Un ronroneo de satisfacción saludó este juicio. Satisfecha, Berthe regresó a su universo después de un saludo con la cabeza.

—Una vez más, insisto, no se trata más que de deducciones por nuestra parte que no respalda ningún elemento tangible —repitió el médico, incómodo—. Hemos visto que han hecho apalear a parias[216] por menos que eso.

—Lejos de mí la idea de apalear a nadie —bromeó Hardouin—. Vuestro baile, messire de Trais, ha tardado en preocuparse por la investigación.

—En efecto. Por algunas conversaciones que he tenido con él, y por haber ayudado a dar a luz a su esposa, tengo la sensación de que este asunto de los niños del arroyo le sobrepasa. No sabe siquiera cómo sobreviven o mueren estos chiquillos que, en su espíritu, simplemente no existen. ¡Confió la tarea de buscar al asesino a su primer teniente, Maurice Desprès, con el éxito que conocemos!

—El mendigo colgado.

—En efecto.

—¿Y de este Desprès, qué opináis? —preguntó Hardouin.

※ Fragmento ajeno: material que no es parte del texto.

use crate::sql::{
    Expr, FromItem, InsertSource, Param, ParamSlot, PlainSelect, SelectBody, SelectItem, Statement,
};

///
/// Parameter traversal
///
/// Order is fixed and shared by slot assignment and every later lookup:
/// select list, from sub-select, where, group by, having, order by for
/// selects; column values for inserts; set expressions then where for
/// updates; where for deletes.
///

impl Statement {
    /// Visit every parameter node in traversal order.
    pub fn walk_params(&self, f: &mut impl FnMut(&Param)) {
        match self {
            Self::Select(body) => body.walk_params(f),
            Self::Insert(insert) => match &insert.source {
                InsertSource::Values(values) => values.iter().for_each(|v| v.walk_params(f)),
                InsertSource::SubSelect(body) => body.walk_params(f),
            },
            Self::Update(update) => {
                for (_, value) in &update.sets {
                    value.walk_params(f);
                }
                if let Some(predicate) = &update.where_clause {
                    predicate.walk_params(f);
                }
            }
            Self::Delete(delete) => {
                if let Some(predicate) = &delete.where_clause {
                    predicate.walk_params(f);
                }
            }
            Self::Truncate(_) => {}
        }
    }

    /// Visit every parameter node mutably in traversal order.
    pub fn walk_params_mut(&mut self, f: &mut impl FnMut(&mut Param)) {
        match self {
            Self::Select(body) => body.walk_params_mut(f),
            Self::Insert(insert) => match &mut insert.source {
                InsertSource::Values(values) => {
                    values.iter_mut().for_each(|v| v.walk_params_mut(f));
                }
                InsertSource::SubSelect(body) => body.walk_params_mut(f),
            },
            Self::Update(update) => {
                for (_, value) in &mut update.sets {
                    value.walk_params_mut(f);
                }
                if let Some(predicate) = &mut update.where_clause {
                    predicate.walk_params_mut(f);
                }
            }
            Self::Delete(delete) => {
                if let Some(predicate) = &mut delete.where_clause {
                    predicate.walk_params_mut(f);
                }
            }
            Self::Truncate(_) => {}
        }
    }

    /// Stamp a slot on every parameter node and return the number of bound
    /// values the statement consumes (named parameters count their arity).
    pub fn assign_param_slots(&mut self) -> usize {
        let mut next = 0u32;
        let mut values = 0usize;
        self.walk_params_mut(&mut |param| {
            param.slot = Some(ParamSlot(next));
            next += 1;
            values += param.arity.max(1);
        });

        values
    }
}

impl SelectBody {
    pub fn walk_params(&self, f: &mut impl FnMut(&Param)) {
        match self {
            Self::Plain(select) => select.walk_params(f),
            Self::Union { selects, .. } => selects.iter().for_each(|s| s.walk_params(f)),
        }
    }

    pub fn walk_params_mut(&mut self, f: &mut impl FnMut(&mut Param)) {
        match self {
            Self::Plain(select) => select.walk_params_mut(f),
            Self::Union { selects, .. } => {
                selects.iter_mut().for_each(|s| s.walk_params_mut(f));
            }
        }
    }
}

impl PlainSelect {
    pub fn walk_params(&self, f: &mut impl FnMut(&Param)) {
        for item in &self.items {
            match item {
                SelectItem::Expr { expr, .. } => expr.walk_params(f),
                SelectItem::CountDistinct(exprs) => exprs.iter().for_each(|e| e.walk_params(f)),
                SelectItem::Wildcard | SelectItem::CountAll => {}
            }
        }
        if let FromItem::SubSelect { body, .. } = &self.from {
            body.walk_params(f);
        }
        if let Some(predicate) = &self.where_clause {
            predicate.walk_params(f);
        }
        self.group_by.iter().for_each(|e| e.walk_params(f));
        if let Some(having) = &self.having {
            having.walk_params(f);
        }
        self.order_by.iter().for_each(|o| o.expr.walk_params(f));
    }

    pub fn walk_params_mut(&mut self, f: &mut impl FnMut(&mut Param)) {
        for item in &mut self.items {
            match item {
                SelectItem::Expr { expr, .. } => expr.walk_params_mut(f),
                SelectItem::CountDistinct(exprs) => {
                    exprs.iter_mut().for_each(|e| e.walk_params_mut(f));
                }
                SelectItem::Wildcard | SelectItem::CountAll => {}
            }
        }
        if let FromItem::SubSelect { body, .. } = &mut self.from {
            body.walk_params_mut(f);
        }
        if let Some(predicate) = &mut self.where_clause {
            predicate.walk_params_mut(f);
        }
        self.group_by.iter_mut().for_each(|e| e.walk_params_mut(f));
        if let Some(having) = &mut self.having {
            having.walk_params_mut(f);
        }
        self.order_by
            .iter_mut()
            .for_each(|o| o.expr.walk_params_mut(f));
    }
}

impl Expr {
    pub fn walk_params(&self, f: &mut impl FnMut(&Param)) {
        match self {
            Self::And(left, right) | Self::Or(left, right) => {
                left.walk_params(f);
                right.walk_params(f);
            }
            Self::Paren { inner, .. } => inner.walk_params(f),
            Self::Between {
                expr, low, high, ..
            } => {
                expr.walk_params(f);
                low.walk_params(f);
                high.walk_params(f);
            }
            Self::Compare { left, right, .. } => {
                left.walk_params(f);
                right.walk_params(f);
            }
            Self::InList { expr, list, .. } => {
                expr.walk_params(f);
                list.iter().for_each(|e| e.walk_params(f));
            }
            Self::Like { expr, pattern, .. } => {
                expr.walk_params(f);
                pattern.walk_params(f);
            }
            Self::IsNull { expr, .. } => expr.walk_params(f),
            Self::Function { args, .. } => args.iter().for_each(|e| e.walk_params(f)),
            Self::SubSelect(body) => body.walk_params(f),
            Self::Param(param) => f(param),
            Self::Column(_) | Self::Literal(_) => {}
        }
    }

    pub fn walk_params_mut(&mut self, f: &mut impl FnMut(&mut Param)) {
        match self {
            Self::And(left, right) | Self::Or(left, right) => {
                left.walk_params_mut(f);
                right.walk_params_mut(f);
            }
            Self::Paren { inner, .. } => inner.walk_params_mut(f),
            Self::Between {
                expr, low, high, ..
            } => {
                expr.walk_params_mut(f);
                low.walk_params_mut(f);
                high.walk_params_mut(f);
            }
            Self::Compare { left, right, .. } => {
                left.walk_params_mut(f);
                right.walk_params_mut(f);
            }
            Self::InList { expr, list, .. } => {
                expr.walk_params_mut(f);
                list.iter_mut().for_each(|e| e.walk_params_mut(f));
            }
            Self::Like { expr, pattern, .. } => {
                expr.walk_params_mut(f);
                pattern.walk_params_mut(f);
            }
            Self::IsNull { expr, .. } => expr.walk_params_mut(f),
            Self::Function { args, .. } => args.iter_mut().for_each(|e| e.walk_params_mut(f)),
            Self::SubSelect(body) => body.walk_params_mut(f),
            Self::Param(param) => f(param),
            Self::Column(_) | Self::Literal(_) => {}
        }
    }
}
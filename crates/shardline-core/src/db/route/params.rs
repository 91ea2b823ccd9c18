use crate::{
    error::{InternalError, RouteError},
    sql::{Expr, Param, ParamSlot, Statement},
    value::Value,
};

///
/// BoundParams
///
/// Bound values reconciled against the statement's parameter slots.
/// Slot `i` holds the value of the `i`-th parameter node in traversal order;
/// a named parameter with arity `n > 1` holds a `Value::List` of its `n`
/// consecutive values.
///

#[derive(Clone, Debug, Default, Eq, PartialEq)]
pub struct BoundParams {
    slots: Vec<Value>,
    values: Vec<Value>,
}

impl BoundParams {
    /// Stamp every parameter node of `statement` with its slot and pair the
    /// slots with `values`. The count must match exactly.
    pub fn bind(statement: &mut Statement, values: Vec<Value>) -> Result<Self, InternalError> {
        let expected = statement.assign_param_slots();
        if expected != values.len() {
            return Err(InternalError::route(RouteError::ParameterMismatch {
                expected,
                found: values.len(),
            }));
        }

        let mut slots = Vec::new();
        let mut cursor = 0usize;
        statement.walk_params(&mut |param| {
            let arity = param.arity.max(1);
            let taken = values.get(cursor..cursor + arity).unwrap_or_default();
            let slot = if param.arity > 1 {
                Value::List(taken.to_vec())
            } else {
                taken.first().cloned().unwrap_or(Value::Null)
            };
            slots.push(slot);
            cursor += arity;
        });

        Ok(Self { slots, values })
    }

    #[must_use]
    pub fn get(&self, slot: ParamSlot) -> Option<&Value> {
        self.slots.get(slot.index())
    }

    /// Supplied values, flat and in order.
    #[must_use]
    pub fn values(&self) -> &[Value] {
        &self.values
    }

    #[must_use]
    pub fn into_values(self) -> Vec<Value> {
        self.values
    }

    /// Static value of an operand: a literal or a bound parameter.
    /// `NULL`, expressions, sub-queries and unbound placeholders resolve to
    /// nothing.
    #[must_use]
    pub fn resolve(&self, expr: &Expr) -> Option<Value> {
        let value = match expr {
            Expr::Literal(value) => value.clone(),
            Expr::Param(param) => self.get(param.slot?)?.clone(),
            _ => return None,
        };

        (!value.is_null()).then_some(value)
    }

    /// Flat values consumed by the parameter nodes inside `expr`, in order.
    #[must_use]
    pub fn values_in(&self, expr: &Expr) -> Vec<Value> {
        let mut out = Vec::new();
        expr.walk_params(&mut |param| self.push_flat(param, &mut out));

        out
    }

    /// Flat values for a rewritten copy of the bound statement. Parameter
    /// nodes keep their slots through rewrites, so dropped clauses drop
    /// their values too.
    #[must_use]
    pub fn values_for(&self, statement: &Statement) -> Vec<Value> {
        let mut out = Vec::new();
        statement.walk_params(&mut |param| self.push_flat(param, &mut out));

        out
    }

    fn push_flat(&self, param: &Param, out: &mut Vec<Value>) {
        match param.slot.and_then(|slot| self.get(slot)) {
            Some(Value::List(items)) if param.arity > 1 => out.extend(items.iter().cloned()),
            Some(value) => out.push(value.clone()),
            None => {}
        }
    }
}

///
/// TESTS
///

—Un bruto que se da aires de grandeza desde que lleva su hermosa librea. En unos años ha amasado unos ahorros considerables, una herencia, si se da crédito al rumor. También haría remunerar sus cegueras temporales.

—¿Cómo?

—Un campesino que mata tres ovejas viejas y afirma que se trata de corderos de un año. Un tabernero que mezcla el vino con agua… Un curtidor que echa mano de los gatos de los vecinos para sacar hermosas pieles de conejo… Un medidor[217], en connivencia con un leñador que declara menos troncos de los cortados.

—¡Nada fuera de lo habitual! —comentó Hardouin.

Comprendió pronto que el médico y Blanche no sabían mucho más y esperó el momento adecuado para despedirse. Sus dos anfitriones lo acompañaron hasta la verja del jardín, y la joven le tendió su linterna, diciéndole:

—Para iluminar vuestros pasos en esta noche oscura. Podréis devolvérmela antes de vuestra partida.

El encantador ardid estaba muy visto, pero Hardouin lo agradeció con un movimiento de cabeza.

El sentimiento de Blanche Méchaud había sido turbador. Sin embargo, por nada del mundo cadet-Venelle pensaba fomentar una esperanza abocada a la desilusión. Pasaría por la mañana a devolver la linterna de aceite al médico, en su consulta. La joven lo comprendería, no le cabía duda.